Dexmedetomidine was not associated with increased tolerance of NIV (odds ratio 1.44; 95% confidence interval, 0.44-4.7; P = 0.54) nor a greater percentage of time tolerating NIV (P = 0.56). The intubation rate (31% vs 29%) and duration of mechanical ventilation did not differ between the two groups. No patients died while on NIV. Dexmedetomidine use was not associated with better pain control or sedation level and the use of midazolam, fentanyl, and haloperidol did not differ between the groups. Despite this, more patients on dexmedetomidine had episodes of deep sedation (25% vs 0%; P = 0.04) and spent more time on NIV (median 37 hours vs 12 hours; P = 0.03) than patients on placebo.
COMMENTARY
There are many reasons why patients may not tolerate NIV, including mask fit, a sense of claustrophobia, and anxiety. Cautiously used sedatives may be able to overcome these intolerances. Worsening respiratory distress is another reason for NIV intolerance, a situation where sedative use is potentially unsafe. Therefore, the authors should be commended for embarking on this randomized, controlled trial to help answer these questions. That it took 4 years to recruit 36 patients suggests there were many challenges, but using observational methods to answer these questions would be subject to multiple biases. It is unclear if the slow recruitment affected the results but it does make one wonder about patient selection.

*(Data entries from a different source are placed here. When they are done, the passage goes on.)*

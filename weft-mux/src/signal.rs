use tokio::sync::watch;

use crate::error::Error;

/// One-shot broadcast event.
///
/// Fires at most once and stays fired; any number of tasks can wait on it
/// concurrently.
pub(crate) struct Event {
    tx: watch::Sender<bool>,
}

impl Event {
    pub(crate) fn new() -> Self {
        let (tx, _rx) = watch::channel(false);
        Self { tx }
    }

    /// Fire the event. Returns true on the first call only.
    pub(crate) fn fire(&self) -> bool {
        self.tx.send_if_modified(|fired| {
            if *fired {
                false
            } else {
                *fired = true;
                true
            }
        })
    }

    pub(crate) fn is_fired(&self) -> bool {
        *self.tx.borrow()
    }

    pub(crate) async fn wait(&self) {
        let mut rx = self.tx.subscribe();
        // The sender lives as long as `self`, so this cannot fail while
        // we are borrowed.
        let _ = rx.wait_for(|fired| *fired).await;
    }
}

/// One-shot cancel cell latching a terminal error.
///
/// The first raise wins; later raises are ignored so a stream cancelled
/// with `StreamClosed` does not get re-labelled `StreamReset` afterwards.
pub(crate) struct Cancel {
    tx: watch::Sender<Option<Error>>,
}

impl Cancel {
    pub(crate) fn new() -> Self {
        let (tx, _rx) = watch::channel(None);
        Self { tx }
    }

    /// Latch `err` as the terminal error. Returns true on the first call.
    pub(crate) fn raise(&self, err: Error) -> bool {
        self.tx.send_if_modified(|slot| {
            if slot.is_some() {
                false
            } else {
                *slot = Some(err);
                true
            }
        })
    }

    /// The latched error, if the cell has been raised.
    pub(crate) fn get(&self) -> Option<Error> {
        (*self.tx.borrow()).clone()
    }

    /// Resolves with the latched error once the cell is raised.
    pub(crate) async fn fired(&self) -> Error {
        let mut rx = self.tx.subscribe();
        loop {
            let latched = (*rx.borrow()).clone();
            if let Some(err) = latched {
                return err;
            }
            // Unreachable while `self` is borrowed; never resolve.
            if rx.changed().await.is_err() {
                return std::future::pending().await;
            }
        }
    }
}
use std::fmt;
use std::sync::{Arc, Mutex};
use std::time::Instant;

use tokio::sync::Mutex as AsyncMutex;

use weft_wire::{StreamId, Tag};

use crate::deadline::Deadline;
use crate::error::Error;
use crate::queue::{DataQueue, InboundChunk};
use crate::session::SessionInner;
use crate::signal::Cancel;

/// Which halves of the stream have been shut, from the local perspective.
///
/// `local` covers our write half (set by `close`, `reset`, or a write
/// cancel); `remote` covers our read half (set by a peer Close or Reset,
/// or by `reset`). A stream with both halves shut is finished: no frame
/// is ever sent for it again.
#[derive(Debug, Default)]
pub(crate) struct Halves {
    pub(crate) local_closed: bool,
    pub(crate) remote_closed: bool,
}

/// Session-side state of one stream, registered in the session map.
pub(crate) struct StreamEntry {
    pub(crate) id: StreamId,
    pub(crate) name: String,
    pub(crate) queue: DataQueue,
    pub(crate) read_cancel: Cancel,
    pub(crate) write_cancel: Cancel,
    pub(crate) read_deadline: Deadline,
    pub(crate) write_deadline: Deadline,
    pub(crate) halves: Mutex<Halves>,
}

impl StreamEntry {
    pub(crate) fn new(id: StreamId, name: String, queue_capacity: usize) -> Self {
        Self {
            id,
            name,
            queue: DataQueue::new(queue_capacity),
            read_cancel: Cancel::new(),
            write_cancel: Cancel::new(),
            read_deadline: Deadline::new(),
            write_deadline: Deadline::new(),
            halves: Mutex::new(Halves::default()),
        }
    }

    pub(crate) fn is_finished(&self) -> bool {
        let halves = self.halves.lock().unwrap();
        halves.local_closed && halves.remote_closed
    }
}

struct ReadCursor {
    /// Chunk dequeued but not yet fully handed to the caller.
    chunk: Option<InboundChunk>,
    offset: usize,
}

/// One bidirectional byte stream inside a session.
///
/// Reads consume messages from the peer in wire order; a message larger
/// than the caller's buffer is handed out across several calls. Writes
/// are split into frames of at most the configured maximum message size.
///
/// Dropping a stream that is not fully closed resets it, so an abandoned
/// stream does not pin inbound buffer credit.
pub struct Stream {
    entry: Arc<StreamEntry>,
    session: Arc<SessionInner>,
    cursor: AsyncMutex<ReadCursor>,
}

impl Stream {
    pub(crate) fn new(entry: Arc<StreamEntry>, session: Arc<SessionInner>) -> Self {
        Self {
            entry,
            session,
            cursor: AsyncMutex::new(ReadCursor {
                chunk: None,
                offset: 0,
            }),
        }
    }

    /// The stream's identifier within its session.
    pub fn id(&self) -> StreamId {
        self.entry.id
    }

    /// The stream's name: the one given at open, or the decimal id.
    pub fn name(&self) -> &str {
        &self.entry.name
    }

    /// Read the next chunk of bytes into `buf`.
    ///
    /// Blocks while the stream is open and no data is queued. Returns
    /// `Ok(0)` at end of stream, once the peer's Close has been observed
    /// and all queued data consumed. A zero-length message, which the
    /// protocol permits, also reads as `Ok(0)`.
    pub async fn read(&self, buf: &mut [u8]) -> Result<usize, Error> {
        let mut cursor = self.cursor.lock().await;
        if let Some(err) = self.entry.read_cancel.get() {
            // Give back the slot held by a partially consumed chunk.
            cursor.chunk = None;
            return Err(err);
        }

        let (chunk, offset) = match cursor.chunk.take() {
            Some(chunk) => (chunk, cursor.offset),
            None => {
                let chunk = tokio::select! {
                    biased;
                    err = self.entry.read_cancel.fired() => return Err(err),
                    chunk = self.entry.queue.pop() => match chunk {
                        Some(chunk) => chunk,
                        None => return Ok(0),
                    },
                    _ = self.entry.read_deadline.expired() => return Err(Error::Timeout),
                    _ = self.session.shutdown.wait() => return Err(Error::Shutdown),
                };
                (chunk, 0)
            }
        };

        let n = {
            let data = chunk.bytes();
            let n = (data.len() - offset).min(buf.len());
            buf[..n].copy_from_slice(&data[offset..offset + n]);
            n
        };
        let consumed = offset + n;
        if consumed < chunk.len() {
            cursor.chunk = Some(chunk);
            cursor.offset = consumed;
        }
        Ok(n)
    }

    /// Write `buf` to the stream.
    ///
    /// The buffer is sent as one or more Message frames of at most the
    /// configured maximum size. When a terminal condition interrupts a
    /// multi-frame write after some frames were sent, the bytes already
    /// sent are reported as `Ok(n)`; the condition is sticky and surfaces
    /// on the next call. A zero-length write sends nothing.
    pub async fn write(&self, buf: &[u8]) -> Result<usize, Error> {
        let max = self.session.config.max_message_size;
        let mut written = 0;
        while written < buf.len() {
            let end = (written + max).min(buf.len());
            if let Err(err) = self.write_chunk(&buf[written..end]).await {
                if written > 0 {
                    tracing::debug!(
                        stream = %self.entry.id,
                        error = %err,
                        written,
                        "write interrupted after partial progress"
                    );
                    return Ok(written);
                }
                return Err(err);
            }
            written = end;
        }
        Ok(written)
    }

    async fn write_chunk(&self, data: &[u8]) -> Result<(), Error> {
        if let Some(err) = self.entry.write_cancel.get() {
            return Err(err);
        }
        if self.entry.halves.lock().unwrap().local_closed {
            return Err(Error::StreamClosed);
        }
        self.session
            .send_frame(
                self.entry.id.header(Tag::Message),
                data,
                Some(&self.entry.write_deadline),
                Some(&self.entry.write_cancel),
            )
            .await
    }

    /// Close the write half of the stream.
    ///
    /// Idempotent. Sends one Close frame, cancels pending writes with
    /// [`Error::StreamClosed`], and leaves the read half untouched: the
    /// peer may keep sending until it closes its own write half. The
    /// frame send is bounded by the configured reset-stream timeout.
    pub async fn close(&self) -> Result<(), Error> {
        let remote_closed = {
            let mut halves = self.entry.halves.lock().unwrap();
            if halves.local_closed {
                return Ok(());
            }
            halves.local_closed = true;
            halves.remote_closed
        };
        self.entry.write_cancel.raise(Error::StreamClosed);
        if remote_closed {
            // Both halves are now shut; the map entry has no further use.
            self.session.remove_stream(self.entry.id);
        }

        let send = self
            .session
            .send_frame(self.entry.id.header(Tag::Close), &[], None, None);
        match tokio::time::timeout(self.session.config.reset_stream_timeout, send).await {
            Ok(result) => result,
            Err(_) => Err(Error::Timeout),
        }
    }

    /// Tear the stream down in both directions.
    ///
    /// Idempotent. Cancels pending reads and writes with
    /// [`Error::StreamReset`], unregisters the stream, and emits a Reset
    /// frame best-effort in the background.
    pub fn reset(&self) {
        self.session.reset_stream(&self.entry);
    }

    /// Set the absolute deadline for blocked and future reads.
    /// `None` disables it.
    pub fn set_read_deadline(&self, deadline: Option<Instant>) {
        self.entry.read_deadline.set(deadline);
    }

    /// Set the absolute deadline for blocked and future writes.
    /// `None` disables it.
    pub fn set_write_deadline(&self, deadline: Option<Instant>) {
        self.entry.write_deadline.set(deadline);
    }
}

impl Drop for Stream {
    fn drop(&mut self) {
        if !self.entry.is_finished() {
            self.session.reset_stream(&self.entry);
        }
    }
}

impl fmt::Debug for Stream {
    fn fmt(&self, f: &mut fmt::Formatter<'_>) -> fmt::Result {
        f.debug_struct("Stream")
            .field("id", &self.entry.id)
            .field("name", &self.entry.name)
            .finish()
    }
}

The early initiation of a continuous infusion of dexmedetomidine did not improve tolerance or success of NIV. The small sample size may have limited the ability to detect a significant difference, but the bulk of the data suggest no benefit. The small sample size also makes it challenging to make conclusions about secondary outcomes. However, there is a suggestion that dexmedetomidine use may have caused harm. Patients on dexmedetomidine infusion were more deeply sedated (despite no difference in the need for anxiolytics or narcotics for "breakthrough" anxiety or pain) and required NIV three times as long as those on placebo. Most patients were tolerating NIV at study entry (62% on dexmedetomidine and 71% on placebo). Among patients not tolerating NIV at baseline, dexmedetomidine increased the time spent tolerant of NIV but the difference was not significant (P = 0.46) and extremely few patients were in each group (n = 6 on dexmedetomidine and n = 5 on placebo). The authors’ conclusion that dexmedetomidine may be beneficial in these patients is not supported by data from this study.
These data do not support the routine use of dexmedetomidine in patients on NIV. Despite the negative result, this study provides useful information to help guide critical care practitioners’ decisions about the use of sedation and NIV. This highlights the importance of publishing negative trials.